Now there are some features that us males are attracted to regardless but its usually in sexual nature, but as complete beings there is more to be fulfilled than just sexual desires. But for some reason we consistently neglect the other aspects that need to be tended to as well. Also there are some women that we genuinely enjoy all around but we refrain from making a commitment to them in a monogamous relationship (women do this too). But if we thoroughly enjoy a compatible friend, then what reasons do we have to keep a measure of distance? The inverse of that argument is that we find what are deemed to be "good looking" women and dive into relationships without any regard for how deep the water is. We may barely know the person's last name but she looks good and that settles the bill, we may have very little in common but it doesn't seem to matter. Ive concluded that we do it because we feel like we are gaining something or elevating our perception. Its actually quite weird that this is how we operate.

I don't really have a solution for the proposed perplexing scenario but i would encourage people to engage in relationships that are truly happy and healthy for them. Also this is something interesting to think about as you sit on the 'Sofa.

Saturday, July 11, 2009

Natural Woman vs. The Superficial Woman



Its a new day, and in this new day i got into my first twitter discussion. The dialogue started when a friend of mine says "I wonder why men fantasize over superficial women and claim to only like natural ones". Well I, along with my co-defendant, tried to clear the confusion in 140 characters or less; I thought it was working until this publicity lady chimes in with "It's no biggie, im not bashing but just like a woman, men don't know what they want either." and i end the quote. At that moment the micro-blogging grew into real blogging, and so I'm here to flat-line this topic.

I attempted to appease the contenders by asserting that, as a man you can be visually attracted to "superficial" traits/features (because that is primarily how men are stimulated) as the world preys on that fact daily; so you enjoy the visual but you don't have a legitimate desire to "be with" the superficial person. In order to understand that concept first you must understand that we all have a lustful and sinful nature (I won't get too biblical). These superficial traits are going to tantalize, but as a man who knows what he wants, he understands that those traits don't hold any water, they are simply "visual stimulations". Let me note that those are not the only things/traits that visually stimulate men but it is indeed a portion.

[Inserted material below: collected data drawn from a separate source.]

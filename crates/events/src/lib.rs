#![deny(clippy::pedantic, unsafe_code)]
#![allow(clippy::module_name_repetitions)]

//! Job event channel for pkbridge
//!
//! Everything a transaction reports to its job client (status changes,
//! progress, package notices, free-form output, errors) travels as a
//! [`JobEvent`] over an unbounded channel. Each event is wrapped in an
//! [`EventMessage`] carrying [`EventMeta`] so consumers can order and log
//! it without inspecting the payload.

pub mod meta;
pub use meta::{EventLevel, EventMeta, EventSource};

pub mod events;
pub use events::{FailureContext, JobEvent};

use pkbridge_errors::Error;
use pkbridge_types::{InfoKind, Status};
use serde::{Deserialize, Serialize};
use tokio::sync::mpsc::{UnboundedReceiver, UnboundedSender};

/// Envelope carried by the channel
#[derive(Debug, Clone, Serialize, Deserialize)]
pub struct EventMessage {
    pub meta: EventMeta,
    pub event: JobEvent,
}

impl EventMessage {
    #[must_use]
    pub fn new(meta: EventMeta, event: JobEvent) -> Self {
        Self { meta, event }
    }
}

pub type EventSender = UnboundedSender<EventMessage>;

pub type EventReceiver = UnboundedReceiver<EventMessage>;

/// Create a new event channel
#[must_use]
pub fn channel() -> (EventSender, EventReceiver) {
    tokio::sync::mpsc::unbounded_channel()
}

/// The unified trait for emitting job events
///
/// Implemented by the raw [`EventSender`] and by anything that holds one.
/// Sending never fails from the caller's point of view: a dropped receiver
/// just means nobody is listening any more.
pub trait EventEmitter {
    fn event_sender(&self) -> Option<&EventSender>;

    /// Correlation id stamped on every emitted event, if any
    fn correlation_id(&self) -> Option<&str> {
        None
    }

    /// Emit an event with explicit metadata
    fn emit_with_meta(&self, meta: EventMeta, event: JobEvent) {
        if let Some(sender) = self.event_sender() {
            // Ignore send errors - if receiver is dropped, we just continue
            let _ = sender.send(EventMessage::new(meta, event));
        }
    }

    fn emit(&self, event: JobEvent) {
        let mut meta = EventMeta::new(event.log_level(), event.event_source());
        if let Some(id) = self.correlation_id() {
            meta = meta.with_correlation_id(id);
        }
        self.emit_with_meta(meta, event);
    }

    fn emit_status(&self, status: Status) {
        self.emit(JobEvent::StatusChanged { status });
    }

    /// Emit overall progress; values above 100 are clamped
    fn emit_percentage(&self, percent: u32) {
        self.emit(JobEvent::Percentage {
            percent: clamp_percent(percent),
        });
    }

    /// Emit step progress; values above 100 are clamped
    fn emit_sub_percentage(&self, percent: u32) {
        self.emit(JobEvent::SubPercentage {
            percent: clamp_percent(percent),
        });
    }

    fn emit_package(&self, info: InfoKind, package_id: impl Into<String>, summary: Option<String>) {
        self.emit(JobEvent::Package {
            package_id: package_id.into(),
            summary,
            info,
        });
    }

    fn emit_message(&self, text: impl Into<String>) {
        self.emit(JobEvent::Message { text: text.into() });
    }

    fn emit_files(&self, package_id: impl Into<String>, files: impl Into<String>) {
        self.emit(JobEvent::Files {
            package_id: package_id.into(),
            files: files.into(),
        });
    }

    /// Emit an error event for a failed job
    fn emit_error(&self, error: &Error) {
        self.emit(JobEvent::Error {
            kind: error.kind(),
            failure: FailureContext::from_error(error),
        });
    }

    fn emit_allow_cancel(&self, allowed: bool) {
        self.emit(JobEvent::AllowCancel { allowed });
    }

    fn emit_finished(&self, success: bool) {
        self.emit(JobEvent::Finished { success });
    }
}

/// Implementation of `EventEmitter` for the raw `EventSender`
impl EventEmitter for EventSender {
    fn event_sender(&self) -> Option<&EventSender> {
        Some(self)
    }
}

fn clamp_percent(percent: u32) -> u8 {
    u8::try_from(percent.min(100)).unwrap_or(100)
}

My co-defendant chimed in with the brilliant metaphor of rims on cars. Yes a lot of rims do look good on cars but they are quite unnecessary, and although it can look nice, you dang sure don't want them on your car. Matter of fact take the whole car for an example, think of all the car shows that display these highly complex remixes with all kinds of tv screens or trivial accessories like a swimming pool in the flatbed. I might even be enticed to ride in it one time and get an experience but i know cotton picking well i don't want to own the keys and lug that hunk of exaggeration around. So you see, yeah its looks exotic and such but...I reiterate, "unnecessary".

So the assertion that men do not know what they want is an ill-informed one. I think it verifies that you know exactly what you want, as you navigate past temptation and fruitless eye candy. If you didn't know indeed what you were seeking you would be quite sidetracked by these things. You know what qualities are important in the woman you desire, you maintain the stance that a naturally shaped or featured woman can fulfill your needs more than satisfactorily and you also understand there are other things that play a role in the woman you want, i.e. mental cohesion or similar ideologies. So I look at this thing from the other end zone (sports reference, its a guy thing), i contend that it shows a man is quite certain of what he needs in his life.